VXLAN interface configuration mode is not a group change mode; running-config is changed immediately after commands are executed. The exit command does not affect the configuration.
Example
These commands create VXLAN tunnel interface 1, place the switch in VXLAN-interface configuration mode, and display parameters of the new VTI.
switch(config)#interface vxlan 1
switch(config-if-Vx1)#show active
interface Vxlan1
   vxlan udp-port 4789
switch(config-if-Vx1)#
Assigning an IP address to the VTEP
The vxlan source-interface command specifies the loopback interface from which the VTEP derives the source address (IP) that it uses when exchanging VXLAN frames. This address is used by UDP headers to specify source and destination addresses of hosts that send or receive VXLAN encapsulated packets.
There is no default source interface assignment.

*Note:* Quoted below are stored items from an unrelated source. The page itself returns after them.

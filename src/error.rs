use camino::Utf8PathBuf;
use thiserror::Error;

/// Errors raised by the load-order engine.
///
/// Everything except [`ModOrderError::DirectoryNotFound`] and a missing section on
/// initial read is a hard failure for the caller. Metadata problems never show up
/// here; the catalog reader falls back to folder names instead.
#[derive(Error, Debug)]
pub enum ModOrderError {
    /// The mod installation root is unset or does not exist.
    #[error("Mod directory not found: {0}")]
    DirectoryNotFound(String),

    /// A reorder referenced an identity that is not in the load order, or named one twice.
    #[error("Unknown or duplicate mod identity: {0}")]
    UnknownIdentity(String),

    /// A 1-based position outside `1..=len`.
    #[error("Invalid position {position} (valid range is 1-{len})")]
    InvalidPosition { position: usize, len: usize },

    /// The marker line is missing from the game settings file.
    #[error("Section {marker} not found in {path}")]
    SectionNotFound { marker: String, path: Utf8PathBuf },

    #[error("I/O error on {path}: {source}")]
    Io {
        path: Utf8PathBuf,
        #[source]
        source: std::io::Error,
    },
}

impl ModOrderError {
    pub(crate) fn io(path: impl Into<Utf8PathBuf>, source: std::io::Error) -> Self {
        Self::Io {
            path: path.into(),
            source,
        }
    }
}

pub type Result<T> = std::result::Result<T, ModOrderError>;
//! Core orchestration: bounded execution and result analysis.

use std::sync::Arc;
use std::time::{Duration, Instant};

use num_bigint::BigInt;
use tracing::{debug, warn};

use picalc_core::calculator::{SeriesCalculator, SeriesError};
use picalc_core::constants::{DEFAULT_PRECISION_DIGITS, GUARD_DIGITS};
use picalc_core::decimal::Decimal;
use picalc_core::formula::Formula;
use picalc_core::observer::ProgressListener;
use picalc_core::precision::{Precision, RoundingPolicy};
use picalc_core::progress::CancellationToken;
use picalc_core::task::Task;

use crate::interfaces::{CalculationResult, ProgressReporter};

/// How often a waiting caller checks for cancellation and the deadline.
const POLL_INTERVAL: Duration = Duration::from_millis(50);

/// What the user asked for. Missing values are derived per formula.
#[derive(Debug, Clone, Copy, Default)]
pub struct CalculationRequest {
    /// Highest term index to sum.
    pub iterations: Option<i64>,
    /// Significant digits of the reported value.
    pub digits: Option<u32>,
    /// Rounding applied to the reported value and every intermediate.
    pub rounding: RoundingPolicy,
    /// Upper bound on the wall-clock time of all calculations.
    pub timeout: Option<Duration>,
}

impl CalculationRequest {
    /// Iteration count and reported precision for `formula`.
    ///
    /// With only `iterations`, the digits are those the terms deliver; with
    /// only `digits`, the iterations are the fewest that reach them; with
    /// neither, the default precision is used.
    pub fn resolve(&self, formula: Formula) -> Result<(i64, Precision), SeriesError> {
        let mapper = formula.mapper();
        let (iterations, digits) = match (self.iterations, self.digits) {
            (Some(n), Some(d)) => (n, d),
            (Some(n), None) => {
                let d = u32::try_from(mapper.precision_for(n)?).map_err(|_| {
                    SeriesError::InvalidArgument(format!("{n} iterations exceed supported precision"))
                })?;
                (n, d)
            }
            (None, d) => {
                let d = d.unwrap_or(DEFAULT_PRECISION_DIGITS);
                let n = i64::try_from(mapper.iterations_for(i64::from(d))?).map_err(|_| {
                    SeriesError::InvalidArgument(format!("{d} digits need too many iterations"))
                })?;
                (n, d)
            }
        };
        if iterations < 0 {
            return Err(SeriesError::InvalidArgument(format!(
                "iterations must be non-negative, got {iterations}"
            )));
        }
        Ok((iterations, Precision::new(digits, self.rounding)?))
    }
}

struct Running {
    calc: Arc<SeriesCalculator>,
    iterations: u64,
    precision: Precision,
    listener: Option<Arc<dyn ProgressListener>>,
    task: Result<Task<Decimal>, SeriesError>,
    started: Instant,
}

/// Run every calculator concurrently and collect one result per calculator.
///
/// All calculations are submitted before any is awaited. Tripping `cancel`
/// or exceeding the request timeout cancels whatever is still running.
pub fn execute_calculations(
    calculators: &[Arc<SeriesCalculator>],
    request: &CalculationRequest,
    cancel: &CancellationToken,
    reporter: &dyn ProgressReporter,
) -> Vec<CalculationResult> {
    let deadline = request.timeout.map(|t| (Instant::now() + t, t));
    let running: Vec<Running> = calculators
        .iter()
        .map(|calc| start(calc, request, reporter))
        .collect();
    let results = running
        .into_iter()
        .map(|run| finish(run, cancel, deadline))
        .collect();
    reporter.complete();
    results
}

fn start(
    calc: &Arc<SeriesCalculator>,
    request: &CalculationRequest,
    reporter: &dyn ProgressReporter,
) -> Running {
    let started = Instant::now();
    let formula = calc.formula();
    let (iterations, precision) = match request.resolve(formula) {
        Ok(resolved) => resolved,
        Err(e) => {
            return Running {
                calc: Arc::clone(calc),
                iterations: 0,
                precision: Precision::default(),
                listener: None,
                task: Err(e),
                started,
            }
        }
    };

    let terms = iterations.unsigned_abs() + 1;
    let listener = reporter.begin(formula, terms);
    if let Some(listener) = &listener {
        calc.add_listener(Arc::clone(listener));
    }
    debug!(%formula, iterations, %precision, "submitting calculation");
    let task = precision
        .with_digits(precision.digits().saturating_add(GUARD_DIGITS))
        .and_then(|working| calc.calculate_async_with(iterations, working));

    Running {
        calc: Arc::clone(calc),
        iterations: iterations.unsigned_abs(),
        precision,
        listener,
        task,
        started,
    }
}

fn finish(
    run: Running,
    cancel: &CancellationToken,
    deadline: Option<(Instant, Duration)>,
) -> CalculationResult {
    let formula = run.calc.formula();
    let outcome = match &run.task {
        Ok(task) => await_task(task, cancel, deadline),
        Err(e) => Err(e.clone()),
    }
    .map(|value| value.round(run.precision));

    run.calc.progress().flush();
    if let Some(listener) = &run.listener {
        run.calc.remove_listener(listener);
    }
    if let Err(e) = &outcome {
        warn!(%formula, error = %e, "calculation did not complete");
    }

    CalculationResult {
        formula,
        iterations: run.iterations,
        precision: run.precision,
        outcome,
        duration: run.started.elapsed(),
    }
}

fn await_task(
    task: &Task<Decimal>,
    cancel: &CancellationToken,
    deadline: Option<(Instant, Duration)>,
) -> Result<Decimal, SeriesError> {
    loop {
        if cancel.is_cancelled() {
            return if task.cancel_graph() {
                Err(SeriesError::Cancelled)
            } else {
                task.wait()
            };
        }
        if let Some((deadline, timeout)) = deadline {
            if Instant::now() >= deadline {
                return if task.cancel_graph() {
                    Err(SeriesError::Timeout(format!("{timeout:?}")))
                } else {
                    task.wait()
                };
            }
        }
        if let Some(outcome) = task.wait_timeout(POLL_INTERVAL) {
            return outcome;
        }
    }
}

/// Check that every successful result agrees with the first one.
///
/// Values may differ in their last couple of digits; anything beyond
/// 100 units of the coarsest last digit is a mismatch.
pub fn analyze_comparison_results(results: &[CalculationResult]) -> Result<(), SeriesError> {
    let valid: Vec<&Decimal> = results.iter().filter_map(|r| r.outcome.as_ref().ok()).collect();
    let Some((first, rest)) = valid.split_first() else {
        return Err(SeriesError::ComputationFailed("no valid results".into()));
    };

    let coarsest = valid.iter().map(|v| v.scale()).min().unwrap_or_default();
    let tolerance = Decimal::new(BigInt::from(100), coarsest);
    for value in rest {
        if (*value - *first).abs() > tolerance {
            return Err(SeriesError::Mismatch);
        }
    }
    Ok(())
}

#[cfg(test)]
mod tests {
    use super::*;
    use crate::interfaces::NullProgressReporter;
    use picalc_core::observers::CountingListener;
    use picalc_core::registry::{CalculatorFactory, DefaultFactory};
    use picalc_core::task::Executor;

    const PI_30: &str = "3.14159265358979323846264338327";

    fn calc(formula: Formula) -> Arc<SeriesCalculator> {
        Arc::new(SeriesCalculator::new(formula, Executor::new(4).unwrap()))
    }

    fn result(formula: Formula, value: &str) -> CalculationResult {
        CalculationResult {
            formula,
            iterations: 1,
            precision: Precision::default(),
            outcome: Ok(value.parse().unwrap()),
            duration: Duration::from_millis(1),
        }
    }

    fn failed(formula: Formula) -> CalculationResult {
        CalculationResult {
            formula,
            iterations: 1,
            precision: Precision::default(),
            outcome: Err(SeriesError::Cancelled),
            duration: Duration::from_millis(1),
        }
    }

    #[test]
    fn resolve_from_digits() {
        let request = CalculationRequest {
            digits: Some(29),
            ..CalculationRequest::default()
        };
        let (n, p) = request.resolve(Formula::Chudnovsky).unwrap();
        assert_eq!(n, 2);
        assert_eq!(p.digits(), 29);
    }

    #[test]
    fn resolve_from_iterations() {
        let request = CalculationRequest {
            iterations: Some(1),
            rounding: RoundingPolicy::HalfUp,
            ..CalculationRequest::default()
        };
        let (n, p) = request.resolve(Formula::Chudnovsky).unwrap();
        assert_eq!(n, 1);
        assert_eq!(p.digits(), 28);
        assert_eq!(p.rounding(), RoundingPolicy::HalfUp);
    }

    #[test]
    fn resolve_defaults() {
        let (n, p) = CalculationRequest::default()
            .resolve(Formula::BaileyBorweinPlouffe)
            .unwrap();
        assert_eq!(p.digits(), DEFAULT_PRECISION_DIGITS);
        assert_eq!(n, 16);
    }

    #[test]
    fn resolve_rejects_invalid() {
        let negative = CalculationRequest {
            iterations: Some(-1),
            digits: Some(10),
            ..CalculationRequest::default()
        };
        assert!(matches!(
            negative.resolve(Formula::Chudnovsky),
            Err(SeriesError::InvalidArgument(_))
        ));
        let zero_digits = CalculationRequest {
            digits: Some(0),
            ..CalculationRequest::default()
        };
        assert!(zero_digits.resolve(Formula::Chudnovsky).is_err());
    }

    #[test]
    fn execute_single_formula() {
        let request = CalculationRequest {
            digits: Some(30),
            ..CalculationRequest::default()
        };
        let results = execute_calculations(
            &[calc(Formula::BaileyBorweinPlouffe)],
            &request,
            &CancellationToken::new(),
            &NullProgressReporter,
        );
        assert_eq!(results.len(), 1);
        assert_eq!(results[0].iterations, 24);
        let value = results[0].outcome.as_ref().unwrap();
        assert_eq!(value.to_string(), PI_30);
    }

    #[test]
    fn execute_all_formulas_agree() {
        let factory = DefaultFactory::new(Executor::new(4).unwrap());
        let calcs: Vec<_> = factory
            .available()
            .into_iter()
            .map(|name| factory.get(name).unwrap())
            .collect();
        let request = CalculationRequest {
            digits: Some(50),
            ..CalculationRequest::default()
        };
        let results =
            execute_calculations(&calcs, &request, &CancellationToken::new(), &NullProgressReporter);
        assert_eq!(results.len(), 2);
        assert!(analyze_comparison_results(&results).is_ok());
    }

    #[test]
    fn invalid_request_yields_error_result() {
        let request = CalculationRequest {
            iterations: Some(-3),
            ..CalculationRequest::default()
        };
        let results = execute_calculations(
            &[calc(Formula::Chudnovsky)],
            &request,
            &CancellationToken::new(),
            &NullProgressReporter,
        );
        assert!(matches!(results[0].outcome, Err(SeriesError::InvalidArgument(_))));
    }

    #[test]
    fn cancelled_token_stops_calculation() {
        let cancel = CancellationToken::new();
        cancel.cancel();
        let request = CalculationRequest {
            iterations: Some(3_000),
            digits: Some(40_000),
            ..CalculationRequest::default()
        };
        let results =
            execute_calculations(&[calc(Formula::Chudnovsky)], &request, &cancel, &NullProgressReporter);
        assert!(matches!(results[0].outcome, Err(SeriesError::Cancelled)));
    }

    #[test]
    fn timeout_stops_calculation() {
        let request = CalculationRequest {
            iterations: Some(3_000),
            digits: Some(40_000),
            timeout: Some(Duration::from_millis(1)),
            ..CalculationRequest::default()
        };
        let results = execute_calculations(
            &[calc(Formula::Chudnovsky)],
            &request,
            &CancellationToken::new(),
            &NullProgressReporter,
        );
        assert!(matches!(results[0].outcome, Err(SeriesError::Timeout(_))));
    }

    #[test]
    fn reporter_listener_sees_all_terms() {
        struct Reporter {
            listener: Arc<CountingListener>,
        }
        impl ProgressReporter for Reporter {
            fn begin(&self, _formula: Formula, _terms: u64) -> Option<Arc<dyn ProgressListener>> {
                Some(self.listener.clone())
            }
            fn complete(&self) {}
        }

        let reporter = Reporter {
            listener: Arc::new(CountingListener::new()),
        };
        let calculator = calc(Formula::Chudnovsky);
        let request = CalculationRequest {
            iterations: Some(9),
            ..CalculationRequest::default()
        };
        execute_calculations(
            &[Arc::clone(&calculator)],
            &request,
            &CancellationToken::new(),
            &reporter,
        );
        assert_eq!(reporter.listener.completed(), 10);
        assert!(!calculator.has_listener(&reporter.listener));
    }

    #[test]
    fn analyze_matching_results() {
        let results = vec![
            result(Formula::Chudnovsky, "3.14159265358979323846"),
            result(Formula::BaileyBorweinPlouffe, "3.14159265358979323846"),
        ];
        assert!(analyze_comparison_results(&results).is_ok());
    }

    #[test]
    fn analyze_tolerates_last_digit_noise() {
        let results = vec![
            result(Formula::Chudnovsky, "3.14159265358979323846"),
            result(Formula::BaileyBorweinPlouffe, "3.14159265358979323845"),
        ];
        assert!(analyze_comparison_results(&results).is_ok());
    }

    #[test]
    fn analyze_mismatching_results() {
        let results = vec![
            result(Formula::Chudnovsky, "3.14159265358979323846"),
            result(Formula::BaileyBorweinPlouffe, "3.14159265358979"),
            result(Formula::BaileyBorweinPlouffe, "3.1333333333333333333"),
        ];
        assert!(matches!(
            analyze_comparison_results(&results),
            Err(SeriesError::Mismatch)
        ));
    }

    #[test]
    fn analyze_ignores_failed_entries() {
        let results = vec![
            result(Formula::Chudnovsky, "3.14159"),
            failed(Formula::BaileyBorweinPlouffe),
        ];
        assert!(analyze_comparison_results(&results).is_ok());
    }

    #[test]
    fn analyze_no_valid_results() {
        assert!(matches!(
            analyze_comparison_results(&[failed(Formula::Chudnovsky)]),
            Err(SeriesError::ComputationFailed(_))
        ));
        assert!(matches!(
            analyze_comparison_results(&[]),
            Err(SeriesError::ComputationFailed(_))
        ));
    }
}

A valid VXLAN configuration requires the assignment of a loopback interface to the VTEP and the assignment of a valid IP address to the specified interface.
Example
These commands configure VTI 1 to use IP address 10.25.25.3 (loopback interface 15) as the source interface in the encapsulation fields of outbound VXLAN frames.
switch(config)#interface loopback 15
switch(config-if-Lo15)#ip address 10.25.25.3/24
switch(config-if-Lo15)#exit
switch(config)#interface vxlan 1
switch(config-if-Vx1)#vxlan source-interface loopback 15
switch(config-if-Vx1)#show active
interface Vxlan1
   vxlan source-interface Loopback15
   vxlan udp-port 4789
switch(config-if-Vx1)#
Assigning a UDP Port to the VTEP
Packets bridged to the VTI from a VLAN are encapsulated with a VXLAN header, then sent through a pre-configured UDP port. Packets that arrive through this port are assumed to be VXLAN encapsulated and sent to the bridging domain of the recipient VLAN as determined by the VNI in the VXLAN header and the VNI-VLAN map.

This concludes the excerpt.